"""
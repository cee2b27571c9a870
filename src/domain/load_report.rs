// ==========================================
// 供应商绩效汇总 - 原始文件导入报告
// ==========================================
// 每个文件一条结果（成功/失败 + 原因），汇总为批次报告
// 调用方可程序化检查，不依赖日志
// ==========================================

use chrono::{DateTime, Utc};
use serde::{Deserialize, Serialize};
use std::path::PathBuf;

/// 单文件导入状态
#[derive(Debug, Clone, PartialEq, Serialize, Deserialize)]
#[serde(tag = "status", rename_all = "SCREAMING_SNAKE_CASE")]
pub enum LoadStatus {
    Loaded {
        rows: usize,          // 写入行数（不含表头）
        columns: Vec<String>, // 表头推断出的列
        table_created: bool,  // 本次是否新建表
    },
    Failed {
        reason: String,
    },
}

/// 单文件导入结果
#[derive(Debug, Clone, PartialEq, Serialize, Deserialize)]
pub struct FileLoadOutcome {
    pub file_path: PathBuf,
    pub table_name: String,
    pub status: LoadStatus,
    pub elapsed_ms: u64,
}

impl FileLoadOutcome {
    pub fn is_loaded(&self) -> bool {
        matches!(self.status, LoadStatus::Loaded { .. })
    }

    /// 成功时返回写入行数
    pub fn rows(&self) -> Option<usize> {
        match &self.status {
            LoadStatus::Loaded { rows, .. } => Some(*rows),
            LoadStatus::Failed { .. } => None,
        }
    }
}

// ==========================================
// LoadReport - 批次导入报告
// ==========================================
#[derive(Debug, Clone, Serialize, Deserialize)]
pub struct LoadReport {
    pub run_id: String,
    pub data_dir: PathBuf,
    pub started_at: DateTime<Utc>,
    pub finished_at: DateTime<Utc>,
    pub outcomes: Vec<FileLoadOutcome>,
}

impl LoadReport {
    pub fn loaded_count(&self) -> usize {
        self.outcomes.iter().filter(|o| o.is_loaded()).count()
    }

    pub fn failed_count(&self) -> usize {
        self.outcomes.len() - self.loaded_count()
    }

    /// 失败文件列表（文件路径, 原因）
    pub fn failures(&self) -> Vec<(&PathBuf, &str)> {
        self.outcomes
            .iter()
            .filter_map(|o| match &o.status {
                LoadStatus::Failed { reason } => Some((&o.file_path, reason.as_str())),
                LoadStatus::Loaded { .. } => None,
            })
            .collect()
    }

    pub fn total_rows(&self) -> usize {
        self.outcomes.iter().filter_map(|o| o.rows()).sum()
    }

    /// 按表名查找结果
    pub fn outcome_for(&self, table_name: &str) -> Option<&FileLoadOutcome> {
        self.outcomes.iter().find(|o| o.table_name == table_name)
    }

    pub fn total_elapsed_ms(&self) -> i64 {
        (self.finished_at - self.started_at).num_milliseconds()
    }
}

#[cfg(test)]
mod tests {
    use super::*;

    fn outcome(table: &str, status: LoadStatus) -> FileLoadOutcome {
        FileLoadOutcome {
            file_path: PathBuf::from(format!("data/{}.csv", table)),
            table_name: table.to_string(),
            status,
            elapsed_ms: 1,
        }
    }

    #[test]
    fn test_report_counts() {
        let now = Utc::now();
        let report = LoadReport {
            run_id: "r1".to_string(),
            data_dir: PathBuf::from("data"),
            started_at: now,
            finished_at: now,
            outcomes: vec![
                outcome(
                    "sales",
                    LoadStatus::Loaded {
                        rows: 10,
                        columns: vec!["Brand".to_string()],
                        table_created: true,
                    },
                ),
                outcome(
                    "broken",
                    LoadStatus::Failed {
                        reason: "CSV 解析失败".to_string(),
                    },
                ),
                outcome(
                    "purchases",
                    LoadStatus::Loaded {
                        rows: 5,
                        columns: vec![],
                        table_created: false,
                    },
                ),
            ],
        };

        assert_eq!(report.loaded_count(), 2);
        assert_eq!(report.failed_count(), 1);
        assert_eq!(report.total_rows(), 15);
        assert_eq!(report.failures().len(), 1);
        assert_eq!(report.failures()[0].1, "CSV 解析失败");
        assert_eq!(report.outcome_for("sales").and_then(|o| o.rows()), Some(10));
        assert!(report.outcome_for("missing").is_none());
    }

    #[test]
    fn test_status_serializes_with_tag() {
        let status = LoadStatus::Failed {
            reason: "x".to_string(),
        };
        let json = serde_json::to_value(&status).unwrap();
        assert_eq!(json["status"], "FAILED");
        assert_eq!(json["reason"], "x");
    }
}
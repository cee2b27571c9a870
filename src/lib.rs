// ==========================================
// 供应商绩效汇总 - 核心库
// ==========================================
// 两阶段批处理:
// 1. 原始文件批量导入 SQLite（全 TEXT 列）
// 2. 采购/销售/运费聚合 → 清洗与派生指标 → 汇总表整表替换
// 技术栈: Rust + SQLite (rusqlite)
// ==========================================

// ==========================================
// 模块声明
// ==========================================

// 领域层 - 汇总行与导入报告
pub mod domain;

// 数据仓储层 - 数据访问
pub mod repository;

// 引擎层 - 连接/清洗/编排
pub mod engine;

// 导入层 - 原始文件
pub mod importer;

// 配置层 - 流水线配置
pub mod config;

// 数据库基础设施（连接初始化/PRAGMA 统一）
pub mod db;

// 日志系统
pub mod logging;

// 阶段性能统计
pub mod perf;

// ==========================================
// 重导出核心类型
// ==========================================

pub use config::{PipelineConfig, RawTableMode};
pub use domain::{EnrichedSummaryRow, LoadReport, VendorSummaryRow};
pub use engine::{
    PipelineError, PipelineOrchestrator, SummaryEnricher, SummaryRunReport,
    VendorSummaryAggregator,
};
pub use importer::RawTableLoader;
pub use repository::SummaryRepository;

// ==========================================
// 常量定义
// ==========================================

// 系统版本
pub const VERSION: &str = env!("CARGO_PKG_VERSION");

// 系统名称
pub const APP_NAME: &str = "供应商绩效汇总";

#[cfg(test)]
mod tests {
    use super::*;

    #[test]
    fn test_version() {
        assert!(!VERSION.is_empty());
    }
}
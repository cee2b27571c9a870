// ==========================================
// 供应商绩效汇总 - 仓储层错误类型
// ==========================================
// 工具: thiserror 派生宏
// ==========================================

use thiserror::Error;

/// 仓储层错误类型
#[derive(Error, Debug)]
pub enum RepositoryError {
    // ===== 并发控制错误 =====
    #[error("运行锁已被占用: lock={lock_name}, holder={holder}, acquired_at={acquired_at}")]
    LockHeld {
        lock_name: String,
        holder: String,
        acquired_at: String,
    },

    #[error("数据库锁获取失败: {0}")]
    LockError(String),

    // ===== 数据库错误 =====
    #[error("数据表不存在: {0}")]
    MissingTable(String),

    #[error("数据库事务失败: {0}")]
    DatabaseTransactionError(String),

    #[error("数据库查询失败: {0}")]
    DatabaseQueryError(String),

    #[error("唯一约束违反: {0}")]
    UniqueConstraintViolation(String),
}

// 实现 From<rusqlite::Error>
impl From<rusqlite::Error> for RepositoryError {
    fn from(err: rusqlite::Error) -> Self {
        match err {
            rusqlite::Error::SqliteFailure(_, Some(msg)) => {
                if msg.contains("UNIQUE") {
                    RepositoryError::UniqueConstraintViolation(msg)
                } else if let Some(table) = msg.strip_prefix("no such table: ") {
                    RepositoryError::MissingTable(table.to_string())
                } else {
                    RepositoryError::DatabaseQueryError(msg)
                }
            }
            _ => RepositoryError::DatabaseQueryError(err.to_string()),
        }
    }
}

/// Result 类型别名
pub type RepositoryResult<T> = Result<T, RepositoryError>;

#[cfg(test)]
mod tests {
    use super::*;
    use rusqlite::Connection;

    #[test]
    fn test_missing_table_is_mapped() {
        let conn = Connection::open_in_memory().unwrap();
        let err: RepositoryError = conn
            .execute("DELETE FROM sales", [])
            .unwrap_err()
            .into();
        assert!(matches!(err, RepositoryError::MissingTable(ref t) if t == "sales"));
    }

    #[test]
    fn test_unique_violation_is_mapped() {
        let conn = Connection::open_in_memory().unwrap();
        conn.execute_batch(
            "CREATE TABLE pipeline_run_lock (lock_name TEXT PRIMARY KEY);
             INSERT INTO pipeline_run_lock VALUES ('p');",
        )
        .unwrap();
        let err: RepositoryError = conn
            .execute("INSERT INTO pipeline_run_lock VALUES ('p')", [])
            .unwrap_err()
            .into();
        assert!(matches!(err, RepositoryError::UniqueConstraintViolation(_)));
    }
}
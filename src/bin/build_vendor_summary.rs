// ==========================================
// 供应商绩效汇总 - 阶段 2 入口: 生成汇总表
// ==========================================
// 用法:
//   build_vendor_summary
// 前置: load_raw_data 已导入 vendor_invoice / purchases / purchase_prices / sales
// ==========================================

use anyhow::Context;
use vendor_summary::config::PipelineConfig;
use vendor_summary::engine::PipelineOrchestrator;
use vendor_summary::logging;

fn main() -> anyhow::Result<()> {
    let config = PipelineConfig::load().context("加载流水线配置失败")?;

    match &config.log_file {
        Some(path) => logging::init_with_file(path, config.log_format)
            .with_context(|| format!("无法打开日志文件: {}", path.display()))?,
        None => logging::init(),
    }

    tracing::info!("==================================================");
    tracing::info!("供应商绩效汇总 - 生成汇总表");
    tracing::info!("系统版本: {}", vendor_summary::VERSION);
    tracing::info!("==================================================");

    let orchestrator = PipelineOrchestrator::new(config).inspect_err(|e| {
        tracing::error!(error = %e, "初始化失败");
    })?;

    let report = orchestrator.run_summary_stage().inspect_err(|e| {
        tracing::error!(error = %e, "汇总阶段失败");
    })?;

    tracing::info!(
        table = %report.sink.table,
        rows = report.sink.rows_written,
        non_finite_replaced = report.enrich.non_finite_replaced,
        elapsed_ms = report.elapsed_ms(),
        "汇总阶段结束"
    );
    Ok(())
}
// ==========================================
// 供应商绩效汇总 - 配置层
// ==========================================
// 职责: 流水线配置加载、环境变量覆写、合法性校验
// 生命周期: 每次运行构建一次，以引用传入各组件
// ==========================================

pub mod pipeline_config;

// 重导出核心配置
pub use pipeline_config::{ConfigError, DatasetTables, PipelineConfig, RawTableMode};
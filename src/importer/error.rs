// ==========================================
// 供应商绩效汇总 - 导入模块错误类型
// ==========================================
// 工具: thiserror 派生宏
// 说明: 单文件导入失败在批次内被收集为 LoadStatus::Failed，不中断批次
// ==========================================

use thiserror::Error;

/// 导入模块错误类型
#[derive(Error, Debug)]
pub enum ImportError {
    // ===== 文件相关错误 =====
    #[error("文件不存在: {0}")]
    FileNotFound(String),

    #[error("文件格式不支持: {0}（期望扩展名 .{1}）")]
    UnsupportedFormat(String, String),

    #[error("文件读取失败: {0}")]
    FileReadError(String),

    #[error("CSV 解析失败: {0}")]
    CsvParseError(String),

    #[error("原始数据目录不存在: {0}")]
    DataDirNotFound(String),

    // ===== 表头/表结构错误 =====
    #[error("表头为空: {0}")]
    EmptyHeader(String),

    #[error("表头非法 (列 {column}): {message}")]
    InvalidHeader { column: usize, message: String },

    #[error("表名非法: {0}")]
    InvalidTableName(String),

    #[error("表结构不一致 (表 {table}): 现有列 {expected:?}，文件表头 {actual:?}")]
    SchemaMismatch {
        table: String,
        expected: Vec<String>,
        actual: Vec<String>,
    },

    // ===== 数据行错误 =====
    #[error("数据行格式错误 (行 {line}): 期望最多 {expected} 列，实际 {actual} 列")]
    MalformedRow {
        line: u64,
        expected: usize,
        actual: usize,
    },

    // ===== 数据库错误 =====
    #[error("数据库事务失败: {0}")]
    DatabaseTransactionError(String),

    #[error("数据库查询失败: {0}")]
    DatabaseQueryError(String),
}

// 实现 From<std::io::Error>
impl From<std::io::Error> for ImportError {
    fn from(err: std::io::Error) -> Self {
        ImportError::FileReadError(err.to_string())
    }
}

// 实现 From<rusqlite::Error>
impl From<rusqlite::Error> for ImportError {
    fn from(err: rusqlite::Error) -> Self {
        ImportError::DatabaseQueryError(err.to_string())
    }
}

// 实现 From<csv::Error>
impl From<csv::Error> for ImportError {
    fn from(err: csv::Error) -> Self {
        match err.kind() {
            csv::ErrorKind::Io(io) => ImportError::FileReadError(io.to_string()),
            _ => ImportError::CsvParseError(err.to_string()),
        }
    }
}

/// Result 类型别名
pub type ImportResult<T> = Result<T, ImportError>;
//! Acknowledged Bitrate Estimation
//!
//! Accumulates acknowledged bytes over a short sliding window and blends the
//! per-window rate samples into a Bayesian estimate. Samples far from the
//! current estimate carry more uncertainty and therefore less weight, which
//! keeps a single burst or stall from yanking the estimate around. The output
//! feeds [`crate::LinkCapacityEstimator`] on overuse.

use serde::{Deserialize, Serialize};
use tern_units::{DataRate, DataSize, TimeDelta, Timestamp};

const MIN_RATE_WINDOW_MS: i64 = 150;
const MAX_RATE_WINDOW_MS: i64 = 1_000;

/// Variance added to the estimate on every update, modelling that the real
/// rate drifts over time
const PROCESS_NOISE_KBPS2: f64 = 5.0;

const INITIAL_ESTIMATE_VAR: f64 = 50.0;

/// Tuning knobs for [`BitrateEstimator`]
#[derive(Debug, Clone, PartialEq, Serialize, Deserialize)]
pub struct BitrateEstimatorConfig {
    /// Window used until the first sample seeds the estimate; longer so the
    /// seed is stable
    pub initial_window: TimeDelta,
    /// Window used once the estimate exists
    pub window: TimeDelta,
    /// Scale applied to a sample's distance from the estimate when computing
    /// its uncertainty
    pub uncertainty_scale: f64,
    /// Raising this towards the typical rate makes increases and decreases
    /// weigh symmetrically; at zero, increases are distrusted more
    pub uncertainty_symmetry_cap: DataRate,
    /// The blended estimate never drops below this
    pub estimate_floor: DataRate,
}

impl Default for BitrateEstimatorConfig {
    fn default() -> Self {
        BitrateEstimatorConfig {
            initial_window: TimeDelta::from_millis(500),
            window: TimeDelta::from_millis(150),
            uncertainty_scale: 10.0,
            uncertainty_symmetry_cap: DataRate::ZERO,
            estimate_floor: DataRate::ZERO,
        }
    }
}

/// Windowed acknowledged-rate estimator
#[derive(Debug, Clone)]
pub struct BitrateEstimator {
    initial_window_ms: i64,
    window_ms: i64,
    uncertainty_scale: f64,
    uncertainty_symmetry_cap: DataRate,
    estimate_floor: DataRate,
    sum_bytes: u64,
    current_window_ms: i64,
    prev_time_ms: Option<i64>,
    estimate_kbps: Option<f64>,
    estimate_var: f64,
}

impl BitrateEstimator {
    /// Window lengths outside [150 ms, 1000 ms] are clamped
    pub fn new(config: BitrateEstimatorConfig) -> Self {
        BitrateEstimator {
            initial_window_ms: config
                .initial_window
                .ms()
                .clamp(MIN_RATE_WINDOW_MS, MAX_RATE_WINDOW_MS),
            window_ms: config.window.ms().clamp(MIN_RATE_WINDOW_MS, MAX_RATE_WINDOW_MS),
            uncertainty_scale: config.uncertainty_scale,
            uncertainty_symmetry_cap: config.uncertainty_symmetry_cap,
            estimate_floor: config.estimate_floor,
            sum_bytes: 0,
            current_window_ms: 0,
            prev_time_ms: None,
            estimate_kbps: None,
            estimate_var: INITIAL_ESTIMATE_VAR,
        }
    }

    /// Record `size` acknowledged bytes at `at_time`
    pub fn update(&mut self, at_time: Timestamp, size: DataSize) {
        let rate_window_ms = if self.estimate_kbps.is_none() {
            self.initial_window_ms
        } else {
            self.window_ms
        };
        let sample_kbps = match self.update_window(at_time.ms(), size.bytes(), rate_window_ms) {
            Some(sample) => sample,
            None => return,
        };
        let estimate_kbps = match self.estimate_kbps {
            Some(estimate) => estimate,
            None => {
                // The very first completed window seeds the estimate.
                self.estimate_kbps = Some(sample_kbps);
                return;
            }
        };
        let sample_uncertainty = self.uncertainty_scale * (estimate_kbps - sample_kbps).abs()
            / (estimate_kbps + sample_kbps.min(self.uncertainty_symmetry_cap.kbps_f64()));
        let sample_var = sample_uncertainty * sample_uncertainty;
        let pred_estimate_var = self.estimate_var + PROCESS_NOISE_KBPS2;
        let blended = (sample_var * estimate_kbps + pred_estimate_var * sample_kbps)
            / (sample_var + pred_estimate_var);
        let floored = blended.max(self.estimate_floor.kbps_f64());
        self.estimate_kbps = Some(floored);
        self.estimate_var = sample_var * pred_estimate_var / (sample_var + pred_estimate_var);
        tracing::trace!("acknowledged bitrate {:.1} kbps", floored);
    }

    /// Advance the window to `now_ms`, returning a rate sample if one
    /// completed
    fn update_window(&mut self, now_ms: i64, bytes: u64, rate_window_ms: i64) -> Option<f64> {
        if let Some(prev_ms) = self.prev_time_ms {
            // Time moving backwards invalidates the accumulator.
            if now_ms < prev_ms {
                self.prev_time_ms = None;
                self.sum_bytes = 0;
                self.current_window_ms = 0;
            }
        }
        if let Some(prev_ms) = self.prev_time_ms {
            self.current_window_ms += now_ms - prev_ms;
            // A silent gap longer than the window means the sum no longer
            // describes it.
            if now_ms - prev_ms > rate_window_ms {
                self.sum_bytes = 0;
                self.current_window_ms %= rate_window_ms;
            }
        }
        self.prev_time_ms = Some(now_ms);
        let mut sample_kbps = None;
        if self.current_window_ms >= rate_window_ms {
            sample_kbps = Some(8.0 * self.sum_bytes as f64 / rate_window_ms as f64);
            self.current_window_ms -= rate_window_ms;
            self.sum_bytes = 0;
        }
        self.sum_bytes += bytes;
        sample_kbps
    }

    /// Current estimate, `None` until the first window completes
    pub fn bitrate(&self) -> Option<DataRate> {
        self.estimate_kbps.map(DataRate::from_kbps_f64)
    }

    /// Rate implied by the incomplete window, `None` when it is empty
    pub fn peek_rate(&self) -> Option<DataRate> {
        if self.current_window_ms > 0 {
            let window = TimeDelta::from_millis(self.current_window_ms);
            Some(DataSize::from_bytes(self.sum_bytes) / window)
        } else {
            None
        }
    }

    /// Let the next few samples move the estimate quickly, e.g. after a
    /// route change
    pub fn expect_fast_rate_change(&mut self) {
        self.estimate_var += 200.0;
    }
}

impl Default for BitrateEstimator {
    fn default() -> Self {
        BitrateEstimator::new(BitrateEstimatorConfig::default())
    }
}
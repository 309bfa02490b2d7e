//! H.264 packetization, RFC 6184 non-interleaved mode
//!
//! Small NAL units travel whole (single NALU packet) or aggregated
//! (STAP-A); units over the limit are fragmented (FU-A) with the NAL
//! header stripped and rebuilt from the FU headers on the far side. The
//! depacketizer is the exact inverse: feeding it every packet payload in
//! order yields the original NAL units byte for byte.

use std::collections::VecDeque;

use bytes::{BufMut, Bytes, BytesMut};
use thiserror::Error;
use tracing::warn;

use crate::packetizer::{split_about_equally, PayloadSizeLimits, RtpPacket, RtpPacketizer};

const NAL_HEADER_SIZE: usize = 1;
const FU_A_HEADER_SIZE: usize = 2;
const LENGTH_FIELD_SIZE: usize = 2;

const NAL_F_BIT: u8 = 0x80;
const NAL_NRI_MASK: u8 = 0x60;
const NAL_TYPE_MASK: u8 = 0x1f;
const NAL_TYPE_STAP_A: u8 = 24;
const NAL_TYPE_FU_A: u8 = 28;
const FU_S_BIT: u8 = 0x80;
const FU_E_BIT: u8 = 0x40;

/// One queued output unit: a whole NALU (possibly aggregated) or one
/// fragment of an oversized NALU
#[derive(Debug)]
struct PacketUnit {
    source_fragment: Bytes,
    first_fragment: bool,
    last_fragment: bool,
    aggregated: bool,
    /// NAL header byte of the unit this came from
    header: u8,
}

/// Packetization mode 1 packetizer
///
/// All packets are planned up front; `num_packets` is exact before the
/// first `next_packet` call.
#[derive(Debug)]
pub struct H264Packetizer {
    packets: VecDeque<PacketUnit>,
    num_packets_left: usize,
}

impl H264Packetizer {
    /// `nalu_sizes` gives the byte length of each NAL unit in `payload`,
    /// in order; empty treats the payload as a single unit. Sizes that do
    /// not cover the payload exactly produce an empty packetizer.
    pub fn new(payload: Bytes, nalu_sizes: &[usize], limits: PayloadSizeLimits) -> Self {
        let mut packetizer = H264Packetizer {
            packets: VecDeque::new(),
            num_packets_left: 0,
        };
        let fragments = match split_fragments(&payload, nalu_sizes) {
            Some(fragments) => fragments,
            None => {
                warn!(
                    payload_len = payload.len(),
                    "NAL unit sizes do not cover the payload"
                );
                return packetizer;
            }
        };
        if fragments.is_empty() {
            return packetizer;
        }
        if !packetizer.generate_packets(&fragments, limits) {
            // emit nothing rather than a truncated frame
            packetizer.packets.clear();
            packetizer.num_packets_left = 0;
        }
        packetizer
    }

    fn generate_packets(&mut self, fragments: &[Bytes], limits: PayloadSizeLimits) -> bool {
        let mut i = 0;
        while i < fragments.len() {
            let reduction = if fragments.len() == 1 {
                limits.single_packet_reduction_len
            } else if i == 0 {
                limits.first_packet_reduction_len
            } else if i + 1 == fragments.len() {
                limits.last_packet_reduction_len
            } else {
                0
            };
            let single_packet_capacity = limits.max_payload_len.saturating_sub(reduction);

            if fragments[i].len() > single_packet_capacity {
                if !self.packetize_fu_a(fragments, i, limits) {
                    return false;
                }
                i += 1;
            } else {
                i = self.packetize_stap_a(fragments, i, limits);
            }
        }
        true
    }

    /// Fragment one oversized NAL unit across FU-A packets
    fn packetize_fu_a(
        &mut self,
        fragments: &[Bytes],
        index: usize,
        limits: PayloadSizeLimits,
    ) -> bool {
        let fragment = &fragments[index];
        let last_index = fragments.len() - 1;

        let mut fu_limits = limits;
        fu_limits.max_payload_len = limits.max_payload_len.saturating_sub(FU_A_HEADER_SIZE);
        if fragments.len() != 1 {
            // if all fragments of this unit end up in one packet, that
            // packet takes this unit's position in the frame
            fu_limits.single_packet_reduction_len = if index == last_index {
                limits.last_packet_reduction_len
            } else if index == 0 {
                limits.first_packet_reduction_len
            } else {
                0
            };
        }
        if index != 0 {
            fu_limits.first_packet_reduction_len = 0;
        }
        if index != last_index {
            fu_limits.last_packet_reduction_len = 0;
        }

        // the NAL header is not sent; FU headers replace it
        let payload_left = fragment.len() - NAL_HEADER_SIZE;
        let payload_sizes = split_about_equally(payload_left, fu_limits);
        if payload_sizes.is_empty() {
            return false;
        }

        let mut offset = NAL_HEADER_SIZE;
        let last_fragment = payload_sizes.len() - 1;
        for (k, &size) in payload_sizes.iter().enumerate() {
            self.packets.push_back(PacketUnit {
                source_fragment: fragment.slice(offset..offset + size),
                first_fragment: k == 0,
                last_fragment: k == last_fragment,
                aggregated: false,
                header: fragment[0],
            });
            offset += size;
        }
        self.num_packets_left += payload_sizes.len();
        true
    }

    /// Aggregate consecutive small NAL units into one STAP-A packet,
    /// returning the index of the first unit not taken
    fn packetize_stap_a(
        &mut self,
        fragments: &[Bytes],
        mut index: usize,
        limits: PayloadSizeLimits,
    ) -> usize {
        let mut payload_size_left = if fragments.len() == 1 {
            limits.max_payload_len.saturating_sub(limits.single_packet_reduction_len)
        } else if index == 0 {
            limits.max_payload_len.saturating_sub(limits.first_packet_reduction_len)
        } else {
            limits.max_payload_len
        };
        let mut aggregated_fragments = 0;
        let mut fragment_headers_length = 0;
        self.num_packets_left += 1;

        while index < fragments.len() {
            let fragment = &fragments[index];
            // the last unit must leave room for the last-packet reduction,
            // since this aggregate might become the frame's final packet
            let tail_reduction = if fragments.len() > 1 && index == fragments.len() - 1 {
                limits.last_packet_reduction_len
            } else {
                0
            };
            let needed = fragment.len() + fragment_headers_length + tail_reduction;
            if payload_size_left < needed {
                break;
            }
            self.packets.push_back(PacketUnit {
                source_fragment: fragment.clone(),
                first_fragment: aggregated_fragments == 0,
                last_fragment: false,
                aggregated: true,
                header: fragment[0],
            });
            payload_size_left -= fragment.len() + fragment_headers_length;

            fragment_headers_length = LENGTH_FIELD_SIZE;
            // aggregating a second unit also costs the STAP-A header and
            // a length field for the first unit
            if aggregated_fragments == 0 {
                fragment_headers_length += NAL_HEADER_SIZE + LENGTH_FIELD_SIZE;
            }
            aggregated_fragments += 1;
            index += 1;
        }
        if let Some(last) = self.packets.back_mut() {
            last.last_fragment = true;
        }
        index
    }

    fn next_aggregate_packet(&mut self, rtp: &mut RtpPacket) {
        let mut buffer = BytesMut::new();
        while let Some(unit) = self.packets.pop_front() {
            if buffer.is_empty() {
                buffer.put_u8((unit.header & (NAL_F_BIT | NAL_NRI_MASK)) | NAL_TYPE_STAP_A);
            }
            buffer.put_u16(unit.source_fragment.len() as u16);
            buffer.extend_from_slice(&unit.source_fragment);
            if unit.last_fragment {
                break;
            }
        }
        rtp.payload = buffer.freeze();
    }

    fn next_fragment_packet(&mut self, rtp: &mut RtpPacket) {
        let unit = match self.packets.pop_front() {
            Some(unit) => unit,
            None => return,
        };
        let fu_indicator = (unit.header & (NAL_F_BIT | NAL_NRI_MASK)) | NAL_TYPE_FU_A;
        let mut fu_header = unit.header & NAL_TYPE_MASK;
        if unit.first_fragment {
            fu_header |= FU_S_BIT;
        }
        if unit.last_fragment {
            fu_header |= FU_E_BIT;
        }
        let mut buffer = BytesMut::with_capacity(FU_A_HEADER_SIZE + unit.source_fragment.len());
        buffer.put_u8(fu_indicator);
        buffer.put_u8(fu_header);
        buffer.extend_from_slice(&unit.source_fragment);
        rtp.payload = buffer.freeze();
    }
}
"""
**DESCRIPTION OF THE TASK**. In the listing above, find each line containing "tracing" and copy it.

**ANSWER SPACE**.
    tracing::info!("==================================================");
    tracing::info!("供应商绩效汇总 - 生成汇总表");
    tracing::info!("系统版本: {}", vendor_summary::VERSION);
    tracing::info!("==================================================");
        tracing::error!(error = %e, "初始化失败");
        tracing::error!(error = %e, "汇总阶段失败");
    tracing::info!(
        tracing::trace!("acknowledged bitrate {:.1} kbps", floored);
use tracing::warn;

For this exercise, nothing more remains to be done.